Отныне Константину Эдуардовичу Циолковскому предстояло почти четверть века служить в Калужском уездном училище и других городских учебных заведениях. Так, уже начиная с 1899 года он стал преподавать кроме арифметики и геометрии ещё и физику в женском епархиальном училище — закрытом учебном заведении для детей духовенства. Не обошлось и без конфликта с губернским начальством, обратившим внимание, что в классах, где преподает Циолковский, все учатся без «двоек». Оказалось, что глухой учитель с добрыми, как у праведника, глазами их попросту никогда никому не ставил. Как же так? Разве допустимо такое? Сие противоречит всем канонам обучения и воспитания! Доказывать же что-либо чинушам от казенной педагогики — дело во все времена абсолютно бессмысленное…
Преподавать физику было особенно интересно, ибо, наряду с привычными вещами и явлениями, она предоставляла возможность говорить о законах воздушного и безвоздушного пространства, летательных аппаратах и вообще — о чем угодно, что подсказывало воображение. Благо контроля особого не было, несмотря на принадлежность училища к церковному ведомству. Девушки в епархиальном училище — дочери священнослужителей различных рангов (коих в народе всех скопом обычно именовали поповнами) — оказались отнюдь не кисейными барышнями. Они были начитанными, решительными и отчаянными. Одна из таких (с хрестоматийной фамилией — Ларина), наслушавшись рассказов Циолковского о парашютах и парашютных прыжках, спрыгнула с раскрытым отцовским зонтом с крыши коровника. Удар оказался столь сильным, что незадачливая парашютистка потеряла сознание.

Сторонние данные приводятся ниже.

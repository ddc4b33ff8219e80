//! One storage allocator per identifier path.

use std::collections::{BTreeSet, HashMap};
use std::sync::{Arc, Mutex};

use tsfs_config::{log_gc_info, Config, LaneConfig};
use tsfs_shard::{FsId, IdFilter, PathQuery, ShardRegistry};

use crate::{AllocError, GcReport, Result, StorageAllocator};

/// Opens and caches [`StorageAllocator`]s on top of a [`ShardRegistry`].
#[derive(Debug)]
pub struct AllocatorRegistry {
    shards: ShardRegistry,
    lanes: LaneConfig,
    allocators: Mutex<HashMap<String, Arc<StorageAllocator>>>,
}

impl AllocatorRegistry {
    pub fn new(shards: ShardRegistry, lanes: LaneConfig) -> Self {
        Self {
            shards,
            lanes,
            allocators: Mutex::new(HashMap::new()),
        }
    }

    pub fn from_config(config: &Config) -> Self {
        Self::new(ShardRegistry::from_config(config), config.lanes.clone())
    }

    pub fn shards(&self) -> &ShardRegistry {
        &self.shards
    }

    /// The allocator responsible for `id`'s path, creating its shard when
    /// `create` is set.
    pub fn find_allocator(&self, id: &FsId, create: bool) -> Result<Option<Arc<StorageAllocator>>> {
        let mut allocators = self.allocators.lock().map_err(|_| AllocError::LockPoisoned)?;
        if let Some(allocator) = allocators.get(id.path()) {
            return Ok(Some(Arc::clone(allocator)));
        }

        let Some(shard) = self.shards.find(id, create, false)? else {
            return Ok(None);
        };
        let allocator = Arc::new(StorageAllocator::open(shard, &self.lanes)?);
        allocators.insert(id.path().to_string(), Arc::clone(&allocator));
        Ok(Some(allocator))
    }

    /// Committed identifiers across every shard matching `filter`.
    pub fn find(&self, filter: &dyn IdFilter) -> Result<BTreeSet<FsId>> {
        let mut found = BTreeSet::new();
        for path in self.shards.find_paths(filter)? {
            let Some(allocator) = self.find_allocator(&path, false)? else {
                continue;
            };
            found.extend(
                allocator
                    .all_committed_ids()?
                    .into_iter()
                    .filter(|id| filter.matches(id)),
            );
        }
        Ok(found)
    }

    /// Garbage collect every shard.
    pub fn garbage_collect_all(&self) -> Result<Vec<GcReport>> {
        let mut reports = Vec::new();
        for path in self.shards.find_paths(&PathQuery::under("/"))? {
            if let Some(allocator) = self.find_allocator(&path, false)? {
                reports.push(allocator.garbage_collect()?);
            }
        }
        let deleted: usize = reports.iter().map(|r| r.deleted.len()).sum();
        let bytes_freed: u64 = reports.iter().map(|r| r.bytes_freed).sum();
        log_gc_info!(shards = reports.len(), deleted, bytes_freed, "Garbage collection complete");
        Ok(reports)
    }

    /// Drop cached allocators and shards without closing them.
    pub fn clear(&self) -> Result<()> {
        self.allocators.lock().map_err(|_| AllocError::LockPoisoned)?.clear();
        self.shards.clear()?;
        Ok(())
    }

    /// Close every cached allocator, then clear the caches.
    pub fn close(&self) -> Result<()> {
        {
            let allocators = self.allocators.lock().map_err(|_| AllocError::LockPoisoned)?;
            for allocator in allocators.values() {
                allocator.close()?;
            }
        }
        self.clear()
    }
}
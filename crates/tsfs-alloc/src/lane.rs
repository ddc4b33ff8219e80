//! Lane address translation for shared container files.
//!
//! ## Container Layout
//!
//! ```text
//! | header | lane0 | lane1 | ... | laneN-1 | lane0 | lane1 | ... |
//!          |<------ super block ------->|
//! ```
//!
//! Every lane segment is [`LANE_BLOCK_SIZE`] bytes. A lane's virtual
//! address space is the concatenation of its segments across all super
//! blocks.

use std::fs;
use std::io;
use std::path::{Path, PathBuf};

/// Size of one lane segment within a super block
pub const LANE_BLOCK_SIZE: u64 = 4096;

/// Physical addresses a sparse reader/writer may and may not touch.
pub trait ReservedAddressSpace {
    /// Physical address of a virtual address.
    fn xlate(&self, virtual_addr: u64) -> u64;

    /// Whether `physical_addr` belongs to someone else.
    fn is_used(&self, physical_addr: u64) -> bool;

    /// For an owned address, the last byte of its run of owned bytes. For a
    /// foreign address, the first owned byte after it.
    fn next_unused(&self, physical_addr: u64) -> u64;

    /// Exclusive end of the virtual address space backed by the file.
    fn last_virtual_addr(&self) -> io::Result<u64>;
}

/// Translator for one lane of one container file.
#[derive(Debug, Clone, PartialEq, Eq)]
pub struct LaneAddressSpace {
    lane: u8,
    header_size: u64,
    lanes_per_container: u32,
    file_id: u32,
    file: PathBuf,
}

impl LaneAddressSpace {
    /// `file` is the container's path as placed by the owning shard.
    pub fn new(
        lane: u8,
        header_size: u64,
        lanes_per_container: u32,
        file_id: u32,
        file: PathBuf,
    ) -> Self {
        Self {
            lane,
            header_size,
            lanes_per_container,
            file_id,
            file,
        }
    }

    pub fn lane(&self) -> u8 {
        self.lane
    }

    pub fn file_id(&self) -> u32 {
        self.file_id
    }

    pub fn file(&self) -> &Path {
        &self.file
    }

    pub fn super_block_size(&self) -> u64 {
        u64::from(self.lanes_per_container) * LANE_BLOCK_SIZE
    }

    pub fn first_block(&self) -> u64 {
        self.header_size + u64::from(self.lane) * LANE_BLOCK_SIZE
    }

    /// Virtual length implied by a physical file length.
    pub fn virtual_len_for(&self, physical_len: u64) -> u64 {
        let first = self.first_block();
        if physical_len <= first {
            return 0;
        }
        let rel = physical_len - first;
        let super_blocks = rel / self.super_block_size();
        let offset = rel % self.super_block_size();
        if offset <= LANE_BLOCK_SIZE {
            super_blocks * LANE_BLOCK_SIZE + offset
        } else {
            // file ends inside a foreign segment: our whole segment exists
            (super_blocks + 1) * LANE_BLOCK_SIZE
        }
    }
}

impl ReservedAddressSpace for LaneAddressSpace {
    fn xlate(&self, virtual_addr: u64) -> u64 {
        (virtual_addr / LANE_BLOCK_SIZE) * self.super_block_size()
            + virtual_addr % LANE_BLOCK_SIZE
            + self.first_block()
    }

    fn is_used(&self, physical_addr: u64) -> bool {
        let first = self.first_block();
        physical_addr < first
            || (physical_addr - first) % self.super_block_size() >= LANE_BLOCK_SIZE
    }

    fn next_unused(&self, physical_addr: u64) -> u64 {
        let first = self.first_block();
        if physical_addr < first {
            return first;
        }
        let offset = (physical_addr - first) % self.super_block_size();
        let segment_start = physical_addr - offset;
        if offset < LANE_BLOCK_SIZE {
            segment_start + LANE_BLOCK_SIZE - 1
        } else {
            segment_start + self.super_block_size()
        }
    }

    fn last_virtual_addr(&self) -> io::Result<u64> {
        match fs::metadata(&self.file) {
            Ok(meta) => Ok(self.virtual_len_for(meta.len())),
            Err(e) if e.kind() == io::ErrorKind::NotFound => Ok(0),
            Err(e) => Err(e),
        }
    }
}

Основную трудность представляла все та же глухота. Приходилось больше объяснять, чем спрашивать. Чтобы услышать ответ на заданный вопрос, нужно было становиться совсем рядом с девицей, и та звонким голосом вещала преподавателю на левое ухо (а заодно — и всему классу) про разного рода физические материи. Каждый класс насчитывал не менее ста человек — цифра, не сравнимая с теперешними временами. Управлять такой аудиторией было совсем непросто. В реальном училище сладить с такой оравой практически не удавалось. Правда, там количество учеников в старших классах значительно уменьшалось. В «епархиалке» же строжайшую дисциплину обеспечивали классные дамы, которым по уставу положено было присутствовать на всех уроках и следить за порядком. Да и контингент учащихся оставался здесь стабильным до самого последнего класса. Зато специфическая женская аудитория создавала дополнительные трудности для мужчин-преподавателей. Бывало, ученицы выходили замуж за своих учителей. Циолковский не без легкой иронии оценивал в старости «епархиальный этап» своей преподавательской деятельности, который в целом он очень любил:
«В каждом классе было две-три хорошеньких. Но на меня никогда не жаловались и не говорили: „Он ставит балл за красоту, а не за знание“. Глядеть на девиц было некогда, да и стыдно было оказать малейшее предпочтение. Я даже прибавлял дурнушкам, чтобы не вызывать ни малейшего подозрения в пристрастии. Опыты показывал раза два в месяц, ибо на них не хватало времени. Более других нравились опыты с паром, воздухом и электричеством».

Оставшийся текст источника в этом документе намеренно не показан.